In a free cooler, the process fluid is cooled by the ambient air instead of a refrigeration cycle, which means that the system is more energy-efficient and less expensive to operate than traditional chillers. However, its performance is often limited by the outdoor temperature and humidity, and it may not be suitable for applications that require low process fluid temperatures.
What is the difference between a free cooler and a chiller?
A free cooler and a chiller are both types of cooling systems, but they operate in different ways and are used for different applications.

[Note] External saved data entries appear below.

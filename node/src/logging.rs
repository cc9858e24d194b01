//! # Node Logging
//!
//! Every escrow transition the ledger performs (listing, deposits,
//! approvals, payout, refunds, reverted calls) is emitted as a `tracing`
//! event. This module installs the subscriber that renders them, either as
//! readable lines for a developer watching a devnet or as JSON lines for
//! shipping to a log store.
//!
//! Output goes to stderr. The `init` and `version` subcommands print their
//! results on stdout, which keeps them scriptable.

use std::str::FromStr;

use tracing_subscriber::{fmt, layer::SubscriberExt, util::SubscriberInitExt, EnvFilter};

/// How log lines are rendered.
#[derive(Debug, Clone, Copy, PartialEq, Eq, Default)]
pub enum LogFormat {
    /// Colored lines with source locations.
    #[default]
    Pretty,
    /// One JSON object per event.
    Json,
}

impl LogFormat {
    /// `"json"` in any case selects [`LogFormat::Json`]; anything else falls
    /// back to [`LogFormat::Pretty`], so a typo in `KEYSTONE_LOG_FORMAT`
    /// never stops the node from starting.
    pub fn from_str_lossy(s: &str) -> Self {
        if s.eq_ignore_ascii_case("json") {
            LogFormat::Json
        } else {
            LogFormat::Pretty
        }
    }
}

impl FromStr for LogFormat {
    type Err = std::convert::Infallible;

    fn from_str(s: &str) -> Result<Self, Self::Err> {
        Ok(Self::from_str_lossy(s))
    }
}

/// Filter used by `run` when `RUST_LOG` is unset: ledger and node events at
/// info, per-request HTTP spans at debug.
pub const DEFAULT_DIRECTIVES: &str = "keystone_node=info,keystone_contracts=info,tower_http=debug";

/// Installs the global subscriber. Must run once, before the ledger is
/// deployed, or the deployment events are lost.
///
/// `RUST_LOG` takes precedence over `directives`. Per-listing traces, for
/// example, need `RUST_LOG=keystone_contracts=debug`.
pub fn init_logging(directives: &str, format: LogFormat) {
    let env_filter =
        EnvFilter::try_from_default_env().unwrap_or_else(|_| EnvFilter::new(directives));
    let registry = tracing_subscriber::registry().with(env_filter);

    match format {
        LogFormat::Pretty => registry
            .with(
                fmt::layer()
                    .with_writer(std::io::stderr)
                    .with_file(true)
                    .with_line_number(true),
            )
            .init(),
        LogFormat::Json => registry
            .with(fmt::layer().json().with_writer(std::io::stderr))
            .init(),
    }

    tracing::debug!(?format, "log subscriber installed");
}

#[cfg(test)]
mod tests {
    use super::*;

    #[test]
    fn parses_formats_leniently() {
        assert_eq!(LogFormat::from_str_lossy("JSON"), LogFormat::Json);
        assert_eq!(LogFormat::from_str_lossy("pretty"), LogFormat::Pretty);
        assert_eq!(LogFormat::from_str_lossy("xml"), LogFormat::Pretty);
        assert_eq!("json".parse::<LogFormat>().unwrap(), LogFormat::Json);
    }

    #[test]
    fn default_directives_parse() {
        assert!(DEFAULT_DIRECTIVES
            .split(',')
            .all(|d| d.parse::<tracing_subscriber::filter::Directive>().is_ok()));
    }
}
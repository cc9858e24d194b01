//! # CLI Interface
//!
//! Defines the command-line argument structure for `keystone-node` using
//! `clap` derive. Supports three subcommands: `run`, `init`, and `version`.

use clap::{Parser, Subcommand};
use std::path::PathBuf;

use keystone_contracts::config::{DEFAULT_METRICS_PORT, DEFAULT_RPC_PORT};

use crate::logging::LogFormat;

/// Keystone title escrow devnet node.
///
/// Hosts a single escrow ledger with its title registry and currency bank,
/// and serves it over JSON-RPC, REST, and WebSocket.
#[derive(Parser, Debug)]
#[command(
    name = "keystone-node",
    about = "Keystone title escrow devnet node",
    version,
    propagate_version = true
)]
pub struct KeystoneNodeCli {
    /// Subcommand to execute.
    #[command(subcommand)]
    pub command: Commands,
}

/// Top-level subcommands.
#[derive(Subcommand, Debug)]
pub enum Commands {
    /// Start the node.
    Run(RunArgs),
    /// Write a default deployment config file.
    Init(InitArgs),
    /// Print version information and exit.
    Version,
}

/// Arguments for the `run` subcommand.
#[derive(Parser, Debug)]
pub struct RunArgs {
    /// Path to the deployment config file (JSON).
    ///
    /// When omitted, the node deploys the built-in devnet configuration.
    #[arg(long, short = 'c', env = "KEYSTONE_CONFIG")]
    pub config: Option<PathBuf>,

    /// Port for the JSON-RPC and REST API.
    #[arg(long, env = "KEYSTONE_RPC_PORT", default_value_t = DEFAULT_RPC_PORT)]
    pub rpc_port: u16,

    /// Port for the Prometheus metrics endpoint.
    #[arg(long, env = "KEYSTONE_METRICS_PORT", default_value_t = DEFAULT_METRICS_PORT)]
    pub metrics_port: u16,

    /// Log output format: "pretty" or "json".
    #[arg(long, env = "KEYSTONE_LOG_FORMAT", default_value = "pretty")]
    pub log_format: LogFormat,
}

/// Arguments for the `init` subcommand.
#[derive(Parser, Debug)]
pub struct InitArgs {
    /// Where to write the config file.
    #[arg(long, short = 'o', default_value = "keystone.json")]
    pub output: PathBuf,

    /// Overwrite an existing file.
    #[arg(long)]
    pub force: bool,
}

#[cfg(test)]
mod tests {
    use super::*;
    use clap::CommandFactory;

    #[test]
    fn verify_cli_structure() {
        KeystoneNodeCli::command().debug_assert();
    }

    #[test]
    fn run_defaults() {
        let cli = KeystoneNodeCli::parse_from(["keystone-node", "run"]);
        match cli.command {
            Commands::Run(args) => {
                assert_eq!(args.rpc_port, DEFAULT_RPC_PORT);
                assert_eq!(args.metrics_port, DEFAULT_METRICS_PORT);
                assert_eq!(args.log_format, LogFormat::Pretty);
            }
            other => panic!("unexpected command {other:?}"),
        }
    }

    #[test]
    fn run_accepts_json_logging() {
        let cli = KeystoneNodeCli::parse_from(["keystone-node", "run", "--log-format", "json"]);
        match cli.command {
            Commands::Run(args) => assert_eq!(args.log_format, LogFormat::Json),
            other => panic!("unexpected command {other:?}"),
        }
    }
}
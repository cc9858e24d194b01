//! # Configuration & Constants
//!
//! Every constant the escrow contracts and the devnet node share lives here,
//! together with [`EscrowConfig`], the deployment-time parameters of a
//! single escrow ledger.

use serde::{Deserialize, Serialize};
use thiserror::Error;

use crate::address::Address;

// ---------------------------------------------------------------------------
// Protocol
// ---------------------------------------------------------------------------

/// Contract interface version reported by the node.
pub const CONTRACT_VERSION: &str = "0.1.0";

/// Length of an account address in bytes.
pub const ADDRESS_LENGTH: usize = 20;

/// Decimal places of the native currency. Amounts on the wire are always in
/// the smallest unit, so `1 * 10^9` is one whole coin.
pub const CURRENCY_DECIMALS: u8 = 9;

/// The first asset id handed out by the title registry.
pub const FIRST_ASSET_ID: u64 = 1;

// ---------------------------------------------------------------------------
// Node
// ---------------------------------------------------------------------------

/// Default JSON-RPC / REST port.
pub const DEFAULT_RPC_PORT: u16 = 9841;

/// Default Prometheus metrics port.
pub const DEFAULT_METRICS_PORT: u16 = 9842;

/// Broadcast channel capacity for live escrow events.
pub const EVENT_CHANNEL_CAPACITY: usize = 256;

/// Labels used to derive the default devnet deployment.
pub const DEVNET_LEDGER_LABEL: &str = "keystone:escrow-ledger";
pub const DEVNET_REGISTRY_LABEL: &str = "keystone:title-registry";
pub const DEVNET_SELLER_LABEL: &str = "keystone:seller";
pub const DEVNET_INSPECTOR_LABEL: &str = "keystone:inspector";
pub const DEVNET_LENDER_LABEL: &str = "keystone:lender";

/// Converts whole coins into the smallest currency unit.
///
/// Returns `None` on overflow.
pub fn coins(whole: u64) -> Option<u64> {
    whole.checked_mul(10u64.checked_pow(CURRENCY_DECIMALS as u32)?)
}

// ---------------------------------------------------------------------------
// Escrow deployment
// ---------------------------------------------------------------------------

/// Errors raised while validating an [`EscrowConfig`].
#[derive(Debug, Error, PartialEq, Eq)]
pub enum ConfigError {
    /// A required address was left as the zero address.
    #[error("{0} address must not be zero")]
    ZeroAddress(&'static str),

    /// The ledger's own address collides with a party or the registry.
    #[error("ledger address collides with the {0} address")]
    LedgerCollision(&'static str),

    /// The registry handed to the ledger is not the one configured.
    #[error("registry mismatch: configured {configured}, got {actual}")]
    RegistryMismatch {
        /// Registry address from the configuration.
        configured: Address,
        /// Address reported by the registry instance.
        actual: Address,
    },
}

/// Deployment parameters of an escrow ledger.
///
/// These are fixed for the lifetime of the ledger, the way constructor
/// arguments are fixed for a deployed contract.
#[derive(Debug, Clone, PartialEq, Eq, Serialize, Deserialize)]
pub struct EscrowConfig {
    /// The ledger's own custody account.
    pub ledger: Address,
    /// Address of the title registry the ledger takes custody from.
    pub nft_address: Address,
    /// The seller this ledger is deployed for. Only this party may list.
    pub seller: Address,
    /// The party that records inspection results.
    pub inspector: Address,
    /// The party financing the remainder of the purchase price.
    pub lender: Address,
}

impl EscrowConfig {
    /// The default devnet deployment, derived from fixed labels.
    pub fn devnet() -> Self {
        Self {
            ledger: Address::from_label(DEVNET_LEDGER_LABEL),
            nft_address: Address::from_label(DEVNET_REGISTRY_LABEL),
            seller: Address::from_label(DEVNET_SELLER_LABEL),
            inspector: Address::from_label(DEVNET_INSPECTOR_LABEL),
            lender: Address::from_label(DEVNET_LENDER_LABEL),
        }
    }

    /// Checks that no address is zero and that the ledger's custody account
    /// is distinct from every other participant.
    pub fn validate(&self) -> Result<(), ConfigError> {
        let named = [
            ("ledger", self.ledger),
            ("registry", self.nft_address),
            ("seller", self.seller),
            ("inspector", self.inspector),
            ("lender", self.lender),
        ];

        for (name, address) in named {
            if address.is_zero() {
                return Err(ConfigError::ZeroAddress(name));
            }
        }

        for (name, address) in &named[1..] {
            if *address == self.ledger {
                return Err(ConfigError::LedgerCollision(name));
            }
        }

        Ok(())
    }
}

#[cfg(test)]
mod tests {
    use super::*;

    #[test]
    fn devnet_config_is_valid() {
        assert_eq!(EscrowConfig::devnet().validate(), Ok(()));
    }

    #[test]
    fn zero_party_rejected() {
        let mut config = EscrowConfig::devnet();
        config.inspector = Address::ZERO;
        assert_eq!(config.validate(), Err(ConfigError::ZeroAddress("inspector")));
    }

    #[test]
    fn ledger_must_not_be_a_party() {
        let mut config = EscrowConfig::devnet();
        config.lender = config.ledger;
        assert_eq!(config.validate(), Err(ConfigError::LedgerCollision("lender")));
    }

    #[test]
    fn coins_scales_by_decimals() {
        assert_eq!(coins(1), Some(1_000_000_000));
        assert_eq!(coins(0), Some(0));
        assert_eq!(coins(u64::MAX), None);
    }

    #[test]
    fn ports_are_distinct() {
        assert_ne!(DEFAULT_RPC_PORT, DEFAULT_METRICS_PORT);
    }
}
//! # Native Currency Bank
//!
//! Holds the native currency balance of every address, including the escrow
//! ledger's own custody account. The ledger never keeps coins "inside" a
//! listing: it moves them between bank accounts and keeps a per-listing
//! record of who contributed what.
//!
//! A recipient can refuse an incoming payment (think of a contract without a
//! payable fallback). [`NativeBank`] models this with a set of rejecting
//! addresses, which is how the escrow's `TransferFailed` path gets exercised.

use std::collections::{BTreeMap, BTreeSet};

use serde::{Deserialize, Serialize};
use thiserror::Error;

use crate::address::Address;

/// Errors that can occur during currency transfers.
#[derive(Debug, Clone, Error, PartialEq, Eq)]
pub enum BankError {
    /// The sender does not hold enough funds.
    #[error("insufficient funds in {account}: available {available}, requested {requested}")]
    InsufficientFunds {
        /// The account being debited.
        account: Address,
        /// Its current balance.
        available: u64,
        /// The amount requested.
        requested: u64,
    },

    /// The recipient refused the payment.
    #[error("recipient {0} rejected the payment")]
    Rejected(Address),

    /// Crediting the recipient would overflow `u64`.
    #[error("balance overflow crediting {account}: current {current}, credit {credit}")]
    Overflow {
        /// The account being credited.
        account: Address,
        /// Its balance before the failed credit.
        current: u64,
        /// The amount that caused the overflow.
        credit: u64,
    },

    /// The escrow custody account only moves funds through the ledger.
    #[error("{0} is the escrow custody account")]
    ReservedAccount(Address),
}

/// The currency interface consumed by the escrow ledger.
pub trait Bank {
    /// Current balance of `account`. Unknown accounts hold zero.
    fn balance_of(&self, account: &Address) -> u64;

    /// Moves `amount` from `from` to `to`. All-or-nothing.
    fn transfer(&mut self, from: Address, to: Address, amount: u64) -> Result<(), BankError>;
}

/// In-memory currency ledger.
#[derive(Debug, Clone, Default, Serialize, Deserialize)]
pub struct NativeBank {
    balances: BTreeMap<Address, u64>,
    rejecting: BTreeSet<Address>,
}

impl NativeBank {
    /// Creates an empty bank.
    pub fn new() -> Self {
        Self::default()
    }

    /// Mints `amount` into `account` (genesis allocation or devnet faucet).
    ///
    /// Returns the new balance.
    pub fn credit(&mut self, account: Address, amount: u64) -> Result<u64, BankError> {
        let balance = self.balances.entry(account).or_insert(0);
        let updated = balance.checked_add(amount).ok_or(BankError::Overflow {
            account,
            current: *balance,
            credit: amount,
        })?;
        *balance = updated;
        Ok(updated)
    }

    /// Marks `account` as refusing (or accepting again) incoming payments.
    pub fn set_rejecting(&mut self, account: Address, rejecting: bool) {
        if rejecting {
            self.rejecting.insert(account);
        } else {
            self.rejecting.remove(&account);
        }
    }

    /// Returns `true` if `account` refuses incoming payments.
    pub fn is_rejecting(&self, account: &Address) -> bool {
        self.rejecting.contains(account)
    }

    /// Sum of all balances.
    pub fn total_supply(&self) -> u64 {
        self.balances.values().fold(0u64, |acc, b| acc.saturating_add(*b))
    }
}

impl Bank for NativeBank {
    fn balance_of(&self, account: &Address) -> u64 {
        self.balances.get(account).copied().unwrap_or(0)
    }

    fn transfer(&mut self, from: Address, to: Address, amount: u64) -> Result<(), BankError> {
        if self.rejecting.contains(&to) {
            return Err(BankError::Rejected(to));
        }

        let available = self.balance_of(&from);
        if available < amount {
            return Err(BankError::InsufficientFunds {
                account: from,
                available,
                requested: amount,
            });
        }
        if from == to {
            return Ok(());
        }

        let current = self.balance_of(&to);
        let credited = current.checked_add(amount).ok_or(BankError::Overflow {
            account: to,
            current,
            credit: amount,
        })?;

        self.balances.insert(from, available - amount);
        self.balances.insert(to, credited);
        Ok(())
    }
}
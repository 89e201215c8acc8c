//! Runs the train-or-evaluate procedure for each model configuration.

use std::path::PathBuf;

use anyhow::Context;
use log::{error, info};
use rand::{rngs::StdRng, SeedableRng};

use crate::{
    cli::ModelKind,
    dataset, imaging,
    model::{LoadOutcome, ModelTrainer, SimpleTrainer, SimpleTrainerConfig},
    noise::{self, NoiseLevel},
    NoiseEstimator, Prediction,
};

/// Width of the terminal rendering shown during validation.
const RENDER_COLUMNS: usize = 120;

#[derive(Debug, Clone, PartialEq)]
pub struct DriverConfig {
    pub corpus_dir: PathBuf,
    pub dataset_dir: PathBuf,
    pub models_dir: PathBuf,
    pub validation_image: PathBuf,
    pub validate: bool,
    pub seed: Option<u64>,
    pub epochs: usize,
}

#[derive(Debug, Clone, Copy, PartialEq)]
pub enum Outcome {
    /// A stored model was found and scored on the test split.
    Evaluated { accuracy: f64 },
    /// No stored model existed, so one was trained and saved. Scoring it is
    /// left to the next run.
    Trained,
}

pub struct Driver {
    config: DriverConfig,
    rng: StdRng,
}

impl Driver {
    pub fn new(config: DriverConfig) -> Self {
        let rng = match config.seed {
            Some(seed) => StdRng::seed_from_u64(seed),
            None => StdRng::from_os_rng(),
        };

        Self { config, rng }
    }

    pub fn config(&self) -> &DriverConfig {
        &self.config
    }

    /// Tries every configuration in turn. A failing configuration is logged
    /// and does not stop the others. Returns how many failed.
    pub fn run(&mut self, models: &[ModelKind]) -> usize {
        let mut failures = 0;

        for &kind in models {
            if let Err(err) = self.try_kind(kind) {
                error!("{} model failed: {err:#}", kind.name());
                failures += 1;
            }
        }

        failures
    }

    fn try_kind(&mut self, kind: ModelKind) -> anyhow::Result<Outcome> {
        let (patch_size, patch_stride) = kind.geometry();

        match kind {
            ModelKind::Simple => {
                let trainer = SimpleTrainer::new(SimpleTrainerConfig {
                    epochs: self.config.epochs,
                    seed: self.config.seed,
                    ..Default::default()
                });
                self.try_model(kind.name(), patch_size, patch_stride, trainer)
            }
            #[cfg(feature = "torch")]
            ModelKind::ChuahEtAl => {
                let trainer = crate::torch_model::ConvTrainer::new(crate::torch_model::ConvTrainerConfig {
                    patch_size: patch_size as i64,
                    epochs: self.config.epochs,
                    seed: self.config.seed,
                    ..Default::default()
                });
                self.try_model(kind.name(), patch_size, patch_stride, trainer)
            }
        }
    }

    /// Loads the model stored under `name` and scores it on the test split,
    /// or trains and stores one when none exists yet.
    pub fn try_model<T: ModelTrainer>(
        &mut self,
        name: &str,
        patch_size: usize,
        patch_stride: usize,
        trainer: T,
    ) -> anyhow::Result<Outcome> {
        info!("Trying {name} model");

        let model_path = self.config.models_dir.join(name);
        let mut estimator = NoiseEstimator::new(patch_size, patch_stride, trainer);

        let outcome = match estimator.load(&model_path)? {
            LoadOutcome::Found(()) => {
                let testing = dataset::build(
                    &self.config.corpus_dir,
                    self.config.dataset_dir.join("test.txt"),
                    patch_size,
                    patch_stride,
                    &mut self.rng,
                )
                .context("failed to build testing data")?;
                info!("Testing data size {}", testing.len());

                let accuracy = estimator.evaluate(&testing)?;
                info!("Accuracy is {:.1}%", 100. * accuracy);

                Outcome::Evaluated { accuracy }
            }
            LoadOutcome::NotFound => {
                // datasets live in host memory, the trainer decides where batches go
                let training = dataset::build(
                    &self.config.corpus_dir,
                    self.config.dataset_dir.join("train.txt"),
                    patch_size,
                    patch_stride,
                    &mut self.rng,
                )
                .context("failed to build training data")?;
                info!("Training data size {}", training.len());

                estimator
                    .train(&training, &model_path)
                    .with_context(|| format!("failed to train {name} model"))?;

                Outcome::Trained
            }
        };

        if self.config.validate {
            self.validate(&estimator)?;
        }

        Ok(outcome)
    }

    /// Corrupts the validation image at a random level, shows both versions
    /// and logs what the estimator makes of it.
    pub fn validate<T: ModelTrainer>(&mut self, estimator: &NoiseEstimator<T>) -> anyhow::Result<Prediction> {
        let noise_level = NoiseLevel::random(&mut self.rng);
        let clean = imaging::load_image(&self.config.validation_image)?;
        let validation = noise::synthesize(&clean, noise_level, &mut self.rng);
        info!("Actual noise level is {noise_level}");

        println!(
            "{}",
            imaging::render_side_by_side(&clean, &validation, RENDER_COLUMNS, 0.5)
        );

        let prediction = estimator.predict(&validation)?;
        for (level, confidence) in &prediction.ranked {
            info!("Estimated confidence in noise level {level}: {confidence:.3}");
        }

        Ok(prediction)
    }
}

A chiller is a refrigeration system that removes heat from a process fluid and transfers it to a coolant/chiller fluid, typically water or a water-glycol mixture. The refrigerant then flows through a compressor, where it is compressed, and its temperature and pressure raised. The hot refrigerant gas is then condensed in a heat exchanger, releasing the heat it has absorbed. The now-cooled refrigerant is then expanded and passed through an evaporator, where it absorbs heat from the process fluid, completing the refrigeration cycle. Chillers, or also known as water cooled chillers, are typically used for large-scale cooling applications, such as air conditioning for commercial buildings or process cooling for industrial applications.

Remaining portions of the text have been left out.